A group of British counter-terrorism officers who arrived in Moscow on Monday are "starting work today and they are going to carry on as long as necessary to complete the part of the investigation taking place in Moscow," British embassy spokesman Anjoum Noorani told AFP Tuesday.

Noorani declined to say who the investigators would meet, although he did say that there were no plans for them to travel outside Moscow elsewhere in Russia.

Russia's prosecutor general, which is coordinating the visit for the Russian side, said earlier it was ready to help in the investigation, which has put strains on the two countries' relationship, reports Trend.

The visit promises to be a sensitive one as Litvinenko, who died in London on November 23 after being poisoned with the radioactive substance polonium-210, accused President Vladimir Putin of ordering the poisoning in a letter released after his death.

Russian newspapers said that the British officers would most of all want to question Andrei Lugovoi, a former Russian secret service officer who heads a private security firm and who together with two colleagues met Litvinenko in London on November 1, the day he fell fatally ill.

"The police are interested in why traces of radiation were found on the planes on which Mr Lugovoi flew to London and returned to Moscow and also in rooms in two London hotels where he stayed," said the influential daily Kommersant.

Contacted by AFP, a receptionist at the Pershin security company headed by Lugovoi in Moscow declined to give details of his whereabouts.

Kommersant predicted that the meeting with Lugovoi might not take place as he and his family had returned to hospital for a second round of medical checks -- after he was discharged from hospital last Friday and declared himself "absolutely clean".

The British investigators were also unlikely to meet former intelligence agent Mikhail Trepashkin, who has reportedly asked to meet them but is serving a jail term in the Ural mountains town of Nizhny Tagil for revealing state secrets.

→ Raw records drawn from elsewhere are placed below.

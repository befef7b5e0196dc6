// src/schema.rs
//! Column names of the credit-card default dataset and the Arrow types they
//! are read as.

use arrow::datatypes::DataType;

pub const SEX: &str = "sex";
pub const EDUCATION: &str = "education";
pub const MARRIAGE: &str = "marriage";
pub const LIMIT_BAL: &str = "limit_bal";

pub const BILL_AMOUNTS: [&str; 6] = [
    "bill_amt1",
    "bill_amt2",
    "bill_amt3",
    "bill_amt4",
    "bill_amt5",
    "bill_amt6",
];

pub const PAY_AMOUNTS: [&str; 6] = [
    "pay_amt1", "pay_amt2", "pay_amt3", "pay_amt4", "pay_amt5", "pay_amt6",
];

/// Monthly repayment status counters.
pub const PAY_STATUS: [&str; 6] = ["pay_1", "pay_2", "pay_3", "pay_4", "pay_5", "pay_6"];

/// Bill amounts followed by payment amounts, in file order.
pub fn monetary_columns() -> Vec<&'static str> {
    BILL_AMOUNTS.iter().chain(PAY_AMOUNTS.iter()).copied().collect()
}

/// The type a known column is read as. `None` leaves the inferred type alone.
pub fn read_type(name: &str) -> Option<DataType> {
    match name {
        SEX | EDUCATION | MARRIAGE => Some(DataType::Int64),
        LIMIT_BAL => Some(DataType::Float64),
        n if BILL_AMOUNTS.contains(&n) || PAY_AMOUNTS.contains(&n) => Some(DataType::Float64),
        n if PAY_STATUS.contains(&n) => Some(DataType::Int64),
        _ => None,
    }
}

/// Columns every input file must carry, excluding the key and the target.
pub fn required_columns() -> Vec<&'static str> {
    let mut cols = vec![SEX, EDUCATION, MARRIAGE, LIMIT_BAL];
    cols.extend(monetary_columns());
    cols.extend(PAY_STATUS);
    cols
}

#[cfg(test)]
mod tests {
    use super::*;

    #[test]
    fn test_read_types() {
        assert_eq!(read_type("sex"), Some(DataType::Int64));
        assert_eq!(read_type("pay_amt3"), Some(DataType::Float64));
        assert_eq!(read_type("pay_3"), Some(DataType::Int64));
        assert_eq!(read_type("customer_id"), None);
    }

    #[test]
    fn test_required_columns_are_unique() {
        let cols = required_columns();
        let mut dedup = cols.clone();
        dedup.sort();
        dedup.dedup();
        assert_eq!(cols.len(), dedup.len());
        assert_eq!(cols.len(), 4 + 12 + 6);
    }
}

He is said to be gravely ill.

A spokesman for the prisons department told AFP that "no state" in the world would allow such a meeting given Trepashkin's crime.

"The British investigators risk returning to London empty-handed," Kommersant commented.

Russia has voiced irritation at repeated statements by British officials stressing the need for Moscow's cooperation.

However Noorani on Tuesday was positive about that cooperation.

"So far the Russian authorities have said through people like Putin that they're ready to cooperate... We very much rely on that cooperation and so far we've been receiving good levels of cooperation," Noorani said.

The mass circulation daily Izvestia meanwhile said that Lugovoi had in fact met with Litvinenko four times between mid-October and November 1 and had at least once met the exiled businessman and Kremlin critic Boris Berezovsky, who had close ties to Litvinenko.

The paper repeated allegations that Litvinenko had been involved in trading in radioactive materials and may have been involved with Chechen militants trying to create a "dirty bomb".

Given Litvinenko and Berezovsky's links with Chechen envoy Akhmed Zakayev, "one can't exclude that the bomb was being created in Britain," Izvestia said.

On Monday, Russian Foreign Minister Sergei Lavrov said that the spy case was "of course harming our relations" and that it was "unacceptable that a campaign should be whipped up with the participation of officials".

Russian Defence Minister Sergei Ivanov played down Litvinenko's significance to Russian authorities in an interview published Tuesday in the Greek newspaper Eleftherotypia.

Speculation "that Litvinenko was a distinguished agent who knew a lot do not correspond to reality at all," Ivanov said.